- Opening Delimiter -

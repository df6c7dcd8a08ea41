//! In-memory persistence gateway
//!
//! Enforces the same foreign-key and uniqueness rules as the Postgres schema.
//! Used by the test suites and selected at startup by `DATABASE_URL=memory://`
//! for running the service without a database.

use std::collections::HashMap;
use std::sync::{Mutex, MutexGuard};

use async_trait::async_trait;
use chrono::{DateTime, Duration, Utc};
use uuid::Uuid;

use crate::store::{
    error::{Error, Result},
    gateway::Store,
    types::{Chat, ChatHistory, Log, Message, NewChat, NewLog, NewMessage, NewUser, User},
};

#[derive(Default)]
struct Tables {
    users: HashMap<Uuid, User>,
    chats: HashMap<Uuid, Chat>,
    messages: Vec<Message>,
    logs: Vec<Log>,
    last_timestamp: Option<DateTime<Utc>>,
}

impl Tables {
    /// Strictly increasing clock so insertion order survives equal wall-clock reads
    fn tick(&mut self) -> DateTime<Utc> {
        let now = Utc::now();
        let next = match self.last_timestamp {
            Some(last) if now <= last => last + Duration::microseconds(1),
            _ => now,
        };
        self.last_timestamp = Some(next);
        next
    }

    fn check_refs(&self, chat_id: Uuid, user_id: Uuid) -> Result<()> {
        if !self.users.contains_key(&user_id) {
            return Err(Error::ForeignKeyViolation(format!("user {} does not exist", user_id)));
        }
        if !self.chats.contains_key(&chat_id) {
            return Err(Error::ForeignKeyViolation(format!("chat {} does not exist", chat_id)));
        }
        Ok(())
    }
}

#[derive(Default)]
pub struct MemoryStore {
    tables: Mutex<Tables>,
}

impl MemoryStore {
    pub fn new() -> Self {
        Self::default()
    }

    fn lock(&self) -> Result<MutexGuard<'_, Tables>> {
        self.tables
            .lock()
            .map_err(|_| Error::DatabaseError("memory store lock poisoned".to_string()))
    }

    /// Every stored message, in insertion order
    pub fn messages(&self) -> Result<Vec<Message>> {
        Ok(self.lock()?.messages.clone())
    }

    /// Every stored audit entry, in insertion order
    pub fn logs(&self) -> Result<Vec<Log>> {
        Ok(self.lock()?.logs.clone())
    }
}

#[async_trait]
impl Store for MemoryStore {
    async fn ping(&self) -> Result<()> {
        self.lock().map(|_| ())
    }

    async fn create_user(&self, user: NewUser) -> Result<User> {
        let mut tables = self.lock()?;

        if tables.users.values().any(|u| u.email == user.email) {
            return Err(Error::UniqueViolation(format!("email {} already registered", user.email)));
        }

        let record = User {
            user_id: Uuid::new_v4(),
            username: user.username,
            email: user.email,
            created_at: tables.tick(),
        };
        tables.users.insert(record.user_id, record.clone());
        Ok(record)
    }

    async fn get_user(&self, user_id: Uuid) -> Result<Option<User>> {
        Ok(self.lock()?.users.get(&user_id).cloned())
    }

    async fn count_users(&self) -> Result<i64> {
        Ok(self.lock()?.users.len() as i64)
    }

    async fn create_chat(&self, chat: NewChat) -> Result<Chat> {
        let mut tables = self.lock()?;

        if !tables.users.contains_key(&chat.user_id) {
            return Err(Error::ForeignKeyViolation(format!("user {} does not exist", chat.user_id)));
        }

        let record = Chat {
            chat_id: Uuid::new_v4(),
            user_id: chat.user_id,
            created_at: tables.tick(),
        };
        tables.chats.insert(record.chat_id, record.clone());
        Ok(record)
    }

    async fn get_chat(&self, chat_id: Uuid) -> Result<Option<Chat>> {
        Ok(self.lock()?.chats.get(&chat_id).cloned())
    }

    async fn list_user_chats(&self, user_id: Uuid) -> Result<Vec<Chat>> {
        let tables = self.lock()?;
        let mut chats: Vec<Chat> = tables
            .chats
            .values()
            .filter(|c| c.user_id == user_id)
            .cloned()
            .collect();
        chats.sort_by(|a, b| b.created_at.cmp(&a.created_at));
        Ok(chats)
    }

    async fn get_chat_history(&self, chat_id: Uuid) -> Result<Option<ChatHistory>> {
        let tables = self.lock()?;

        let Some(chat) = tables.chats.get(&chat_id).cloned() else {
            return Ok(None);
        };

        let mut messages: Vec<Message> = tables
            .messages
            .iter()
            .filter(|m| m.chat_id == chat_id)
            .cloned()
            .collect();
        messages.sort_by(|a, b| {
            a.timestamp
                .cmp(&b.timestamp)
                .then(b.user_message.cmp(&a.user_message))
        });

        Ok(Some(ChatHistory { chat, messages }))
    }

    async fn create_message(&self, message: NewMessage) -> Result<Message> {
        let mut tables = self.lock()?;
        tables.check_refs(message.chat_id, message.user_id)?;

        let record = Message {
            message_id: Uuid::new_v4(),
            chat_id: message.chat_id,
            user_id: message.user_id,
            content: message.content,
            user_message: message.user_message,
            timestamp: tables.tick(),
        };
        tables.messages.push(record.clone());
        Ok(record)
    }

    async fn create_log(&self, log: NewLog) -> Result<Log> {
        let mut tables = self.lock()?;
        tables.check_refs(log.chat_id, log.user_id)?;

        let record = Log {
            log_id: Uuid::new_v4(),
            user_id: log.user_id,
            chat_id: log.chat_id,
            action: log.action,
            details: log.details,
            timestamp: tables.tick(),
        };
        tables.logs.push(record.clone());
        Ok(record)
    }

    async fn list_chat_logs(&self, chat_id: Uuid) -> Result<Vec<Log>> {
        Ok(self
            .lock()?
            .logs
            .iter()
            .filter(|l| l.chat_id == chat_id)
            .cloned()
            .collect())
    }
}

- Closing Delimiter -

*TASK REQUIREMENTS*.
Taking the listing line by line, count those with the word "exist" and report that number only.

*RESULT*.
3